Aim of the task = Every line with the word "CheckNode" in it should be extracted from the data that follows.

Data to use =

//! Factor graphs of binary linear codes
//!
//! A factor graph is a bipartite graph of **variable nodes** (code bits and
//! auxiliary bits) and **check nodes** (parity constraints: the XOR of all
//! adjacent variables is zero). The graph is stored as an arena: nodes are
//! addressed by [`VarId`] / [`CheckId`] and adjacency is kept as ordered index
//! sets on both sides, so mutation never invalidates a handle.
//!
//! Two mutation primitives exist besides [`FactorGraph::connect`]:
//!
//! - **merge** ([`FactorGraph::merge_variables`]): identify two variables.
//!   Every edge of the removed node moves to the kept node. When the kept node
//!   is already adjacent to that check, the two edges cancel, since
//!   `a ⊕ a = 0` over GF(2). The removed node becomes inactive and stays in
//!   the ordered node lists until the next [`FactorGraph::compact`].
//! - **isolate** ([`FactorGraph::isolate_variable`],
//!   [`FactorGraph::isolate_check`]): drop all edges of a node while keeping
//!   the node itself. Isolated nodes disappear on [`FactorGraph::compact`].
//!
//! ```text
//!   v0   v1   v2          v0   v1
//!    \   |   /             \   |
//!     \  |  /      merge    \  |
//!       c0       v2 -> v1     c0  ... v1 inherits v2's other checks
//! ```

use std::collections::BTreeSet;
use std::fmt;

use crate::gf2::Gf2Matrix;

/// Handle of a variable node.
#[derive(Debug, Clone, Copy, PartialEq, Eq, PartialOrd, Ord, Hash)]
pub struct VarId(pub usize);

/// Handle of a check node.
#[derive(Debug, Clone, Copy, PartialEq, Eq, PartialOrd, Ord, Hash)]
pub struct CheckId(pub usize);

/// A variable (bit) node.
#[derive(Debug, Clone)]
pub struct VariableNode {
    /// Human-readable name, e.g. `x3` or `u5`.
    pub identifier: String,
    /// Stage of the node in a layered graph (0 for flat codes).
    pub column: usize,
    /// Position within its stage.
    pub row: usize,
    /// Frozen variables are fixed to zero.
    pub frozen: bool,
    /// Dense index among the surviving variables.
    pub index: usize,
    codeword: bool,
    active: bool,
    neighbors: BTreeSet<CheckId>,
}

impl VariableNode {
    pub fn degree(&self) -> usize {
        self.neighbors.len()
    }

    pub fn neighbors(&self) -> impl Iterator<Item = CheckId> + '_ {
        self.neighbors.iter().copied()
    }

    /// Whether this variable is a code bit (as opposed to an auxiliary one).
    pub fn is_codeword(&self) -> bool {
        self.codeword
    }

    /// False once the node has been merged away or dropped by compaction.
    pub fn is_active(&self) -> bool {
        self.active
    }
}

/// A check (parity constraint) node.
#[derive(Debug, Clone)]
pub struct CheckNode {
    pub identifier: String,
    pub column: usize,
    pub row: usize,
    /// Dense index among the surviving checks.
    pub index: usize,
    active: bool,
    neighbors: BTreeSet<VarId>,
}

impl CheckNode {
    pub fn degree(&self) -> usize {
        self.neighbors.len()
    }

    pub fn neighbors(&self) -> impl Iterator<Item = VarId> + '_ {
        self.neighbors.iter().copied()
    }

    pub fn is_active(&self) -> bool {
        self.active
    }
}

/// Arena-backed bipartite factor graph.
#[derive(Debug, Clone, Default)]
pub struct FactorGraph {
    vars: Vec<VariableNode>,
    checks: Vec<CheckNode>,
    var_nodes: Vec<VarId>,
    check_nodes: Vec<CheckId>,
    codeword: Vec<VarId>,
}

impl FactorGraph {
    pub fn new() -> Self {
        Self::default()
    }

    /// Create a variable node and append it to the ordered variable list.
    pub fn add_variable(&mut self, identifier: impl Into<String>, column: usize, row: usize) -> VarId {
        let id = VarId(self.vars.len());
        self.vars.push(VariableNode {
            identifier: identifier.into(),
            column,
            row,
            frozen: false,
            index: self.var_nodes.len(),
            codeword: false,
            active: true,
            neighbors: BTreeSet::new(),
        });
        self.var_nodes.push(id);
        id
    }

    /// Create a check node and append it to the ordered check list.
    pub fn add_check(&mut self, identifier: impl Into<String>, column: usize, row: usize) -> CheckId {
        let id = CheckId(self.checks.len());
        self.checks.push(CheckNode {
            identifier: identifier.into(),
            column,
            row,
            index: self.check_nodes.len(),
            active: true,
            neighbors: BTreeSet::new(),
        });
        self.check_nodes.push(id);
        id
    }

    /// Declare which variables carry the codeword, in codeword order.
    pub fn set_codeword(&mut self, codeword: Vec<VarId>) {
        for v in &self.codeword {
            self.vars[v.0].codeword = false;
        }
        for v in &codeword {
            self.vars[v.0].codeword = true;
        }
        self.codeword = codeword;
    }

    /// Codeword variables in codeword order.
    pub fn codeword(&self) -> &[VarId] {
        &self.codeword
    }

    pub fn var(&self, v: VarId) -> &VariableNode {
        &self.vars[v.0]
    }

    pub fn var_mut(&mut self, v: VarId) -> &mut VariableNode {
        &mut self.vars[v.0]
    }

    pub fn check(&self, c: CheckId) -> &CheckNode {
        &self.checks[c.0]
    }

    /// Variables in index order. Nodes merged away since the last
    /// [`compact`](Self::compact) are still listed, marked inactive.
    pub fn var_nodes(&self) -> &[VarId] {
        &self.var_nodes
    }

    /// Surviving checks in index order.
    pub fn check_nodes(&self) -> &[CheckId] {
        &self.check_nodes
    }

    pub fn num_variables(&self) -> usize {
        self.var_nodes.len()
    }

    pub fn num_checks(&self) -> usize {
        self.check_nodes.len()
    }

    /// Total number of edges.
    pub fn num_edges(&self) -> usize {
        self.check_nodes.iter().map(|&c| self.checks[c.0].degree()).sum()
    }

    pub fn find_variable(&self, identifier: &str) -> Option<VarId> {
        self.var_nodes
            .iter()
            .copied()
            .find(|&v| self.vars[v.0].active && self.vars[v.0].identifier == identifier)
    }

    /// Add the edge `(v, c)`. Connecting twice is a no-op.
    pub fn connect(&mut self, v: VarId, c: CheckId) {
        self.vars[v.0].neighbors.insert(c);
        self.checks[c.0].neighbors.insert(v);
    }

    /// Remove the edge `(v, c)` if present.
    pub fn disconnect(&mut self, v: VarId, c: CheckId) {
        self.vars[v.0].neighbors.remove(&c);
        self.checks[c.0].neighbors.remove(&v);
    }

    /// Remove all edges of variable `v`.
    pub fn isolate_variable(&mut self, v: VarId) {
        let neighbors = std::mem::take(&mut self.vars[v.0].neighbors);
        for c in neighbors {
            self.checks[c.0].neighbors.remove(&v);
        }
    }

    /// Remove all edges of check `c`.
    pub fn isolate_check(&mut self, c: CheckId) {
        let neighbors = std::mem::take(&mut self.checks[c.0].neighbors);
        for v in neighbors {
            self.vars[v.0].neighbors.remove(&c);
        }
    }

    /// Merge variable `remove` into `keep`.
    ///
    /// Edges of `remove` are transferred to `keep`; an edge to a check that
    /// `keep` already touches cancels both. `keep` inherits the frozen flag
    /// and codeword membership, and `remove` becomes inactive. Indices are
    /// left alone; [`compact`](Self::compact) drops the node.
    ///
    /// # Panics
    ///
    /// Panics if `keep == remove`.
    pub fn merge_variables(&mut self, keep: VarId, remove: VarId) {
        assert_ne!(keep, remove, "cannot merge a variable into itself");
        let neighbors = std::mem::take(&mut self.vars[remove.0].neighbors);
        for c in neighbors {
            self.checks[c.0].neighbors.remove(&remove);
            if self.vars[keep.0].neighbors.contains(&c) {
                self.disconnect(keep, c);
            } else {
                self.connect(keep, c);
            }
        }
        let (frozen, codeword) = {
            let removed = &mut self.vars[remove.0];
            removed.active = false;
            (removed.frozen, removed.codeword)
        };
        let kept = &mut self.vars[keep.0];
        kept.frozen |= frozen;
        kept.codeword |= codeword;
        if codeword {
            if let Some(slot) = self.codeword.iter_mut().find(|v| **v == remove) {
                *slot = keep;
            }
        }
    }

    /// Drop merged nodes and every zero-degree node, except variables for
    /// which `keep_var` returns true, and reassign dense 0-based indices
    /// preserving order.
    pub fn compact(&mut self, keep_var: impl Fn(&VariableNode) -> bool) {
        let vars = &mut self.vars;
        self.var_nodes.retain(|&v| {
            let node = &mut vars[v.0];
            let keep = node.active && (node.degree() > 0 || keep_var(&*node));
            node.active = keep;
            keep
        });
        let checks = &mut self.checks;
        self.check_nodes.retain(|&c| {
            let node = &mut checks[c.0];
            let keep = node.active && node.degree() > 0;
            node.active = keep;
            keep
        });
        self.reindex();
    }

    fn reindex(&mut self) {
        for (i, &v) in self.var_nodes.iter().enumerate() {
            self.vars[v.0].index = i;
        }
        for (i, &c) in self.check_nodes.iter().enumerate() {
            self.checks[c.0].index = i;
        }
    }

    /// Parity-check matrix over all surviving nodes: one row per check, one
    /// column per variable, in index order.
    pub fn parity_check_matrix(&self) -> Gf2Matrix {
        let mut h = Gf2Matrix::zeros(self.check_nodes.len(), self.var_nodes.len());
        for (r, &c) in self.check_nodes.iter().enumerate() {
            for v in self.checks[c.0].neighbors() {
                let node = &self.vars[v.0];
                if node.active {
                    h.set(r, node.index, 1);
                }
            }
        }
        h
    }

    /// Surviving variables that are not frozen, in index order.
    pub fn unfrozen_variables(&self) -> Vec<VarId> {
        self.var_nodes
            .iter()
            .copied()
            .filter(|&v| !self.vars[v.0].frozen)
            .collect()
    }
}

impl fmt::Display for FactorGraph {
    fn fmt(&self, f: &mut fmt::Formatter<'_>) -> fmt::Result {
        for &c in &self.check_nodes {
            let check = &self.checks[c.0];
            let names: Vec<&str> = check
                .neighbors()
                .map(|v| self.vars[v.0].identifier.as_str())
                .collect();
            writeln!(f, "{}: {}", check.identifier, names.join(" + "))?;
        }
        Ok(())
    }
}

#[cfg(test)]
mod tests {
    use super::*;

    /// Three variables on one check, plus a second check on v1 and v2.
    fn triangle() -> (FactorGraph, [VarId; 3], [CheckId; 2]) {
        let mut g = FactorGraph::new();
        let v = [
            g.add_variable("v0", 0, 0),
            g.add_variable("v1", 0, 1),
            g.add_variable("v2", 0, 2),
        ];
        let c = [g.add_check("c0", 0, 0), g.add_check("c1", 0, 1)];
        for &var in &v {
            g.connect(var, c[0]);
        }
        g.connect(v[1], c[1]);
        g.connect(v[2], c[1]);
        (g, v, c)
    }

    #[test]
    fn test_connect_degree() {
        let (mut g, v, c) = triangle();
        assert_eq!(g.check(c[0]).degree(), 3);
        assert_eq!(g.var(v[1]).degree(), 2);
        g.connect(v[1], c[1]);
        assert_eq!(g.var(v[1]).degree(), 2);
        assert_eq!(g.num_edges(), 5);
    }

    #[test]
    fn test_merge_cancels_shared_edges() {
        let (mut g, v, c) = triangle();
        g.merge_variables(v[1], v[2]);
        // both checks held v1 and v2, so both edges cancel
        assert_eq!(g.check(c[0]).degree(), 1);
        assert_eq!(g.check(c[1]).degree(), 0);
        assert!(!g.var(v[2]).is_active());
        assert_eq!(g.find_variable("v2"), None);
        assert_eq!(g.num_variables(), 3);
        g.compact(|node| node.identifier == "v1");
        assert_eq!(g.num_variables(), 2);
        assert_eq!(g.num_checks(), 1);
        assert_eq!(g.var(v[1]).index, 1);
    }

    #[test]
    fn test_merge_chain_then_compact() {
        // path v0 - c0 - v1 - c1 - ... - v{n}, merged left to right
        let mut g = FactorGraph::new();
        let n = 64;
        let vars: Vec<VarId> = (0..=n).map(|i| g.add_variable(format!("v{i}"), 0, i)).collect();
        for i in 0..n {
            let c = g.add_check(format!("c{i}"), 0, i);
            g.connect(vars[i], c);
            g.connect(vars[i + 1], c);
        }
        for i in 1..n {
            g.merge_variables(vars[0], vars[i]);
        }
        assert_eq!(g.num_variables(), n + 1);
        g.compact(|_| false);
        // only the last check survives, joining v0 and v{n}
        assert_eq!(g.num_variables(), 2);
        assert_eq!(g.num_checks(), 1);
        assert_eq!(g.var(vars[n]).index, 1);
        assert_eq!(g.parity_check_matrix().to_rows(), vec![vec![1, 1]]);
    }

    #[test]
    fn test_merge_transfers_edges() {
        let (mut g, v, c) = triangle();
        g.merge_variables(v[0], v[2]);
        assert!(g.var(v[0]).neighbors().any(|x| x == c[1]));
        assert_eq!(g.var(v[0]).degree(), 1);
    }

    #[test]
    fn test_merge_propagates_flags() {
        let (mut g, v, _) = triangle();
        g.set_codeword(vec![v[2]]);
        g.var_mut(v[2]).frozen = true;
        g.merge_variables(v[0], v[2]);
        assert!(g.var(v[0]).frozen);
        assert!(g.var(v[0]).is_codeword());
        assert_eq!(g.codeword(), &[v[0]]);
    }

    #[test]
    fn test_isolate_and_compact() {
        let (mut g, v, c) = triangle();
        g.isolate_check(c[1]);
        g.isolate_variable(v[0]);
        assert_eq!(g.var(v[0]).degree(), 0);
        g.compact(|_| false);
        assert_eq!(g.num_variables(), 2);
        assert_eq!(g.num_checks(), 1);
        assert_eq!(g.var(v[1]).index, 0);
        assert_eq!(g.var(v[2]).index, 1);
        assert_eq!(g.check(c[0]).index, 0);
    }

    #[test]
    fn test_compact_retains_predicate() {
        let (mut g, v, _) = triangle();
        g.isolate_variable(v[0]);
        g.compact(|node| node.identifier == "v0");
        assert_eq!(g.num_variables(), 3);
    }

    #[test]
    fn test_parity_check_matrix() {
        let (mut g, v, _) = triangle();
        let h = g.parity_check_matrix();
        assert_eq!(h.to_rows(), vec![vec![1, 1, 1], vec![0, 1, 1]]);
        g.var_mut(v[0]).frozen = true;
        assert_eq!(g.unfrozen_variables(), vec![v[1], v[2]]);
    }

    #[test]
    fn test_display() {
        let (g, _, _) = triangle();
        assert_eq!(g.to_string(), "c0: v0 + v1 + v2\nc1: v1 + v2\n");
    }
}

Finished exercise =
pub struct CheckNode {
impl CheckNode {
    checks: Vec<CheckNode>,
        self.checks.push(CheckNode {
    pub fn check(&self, c: CheckId) -> &CheckNode {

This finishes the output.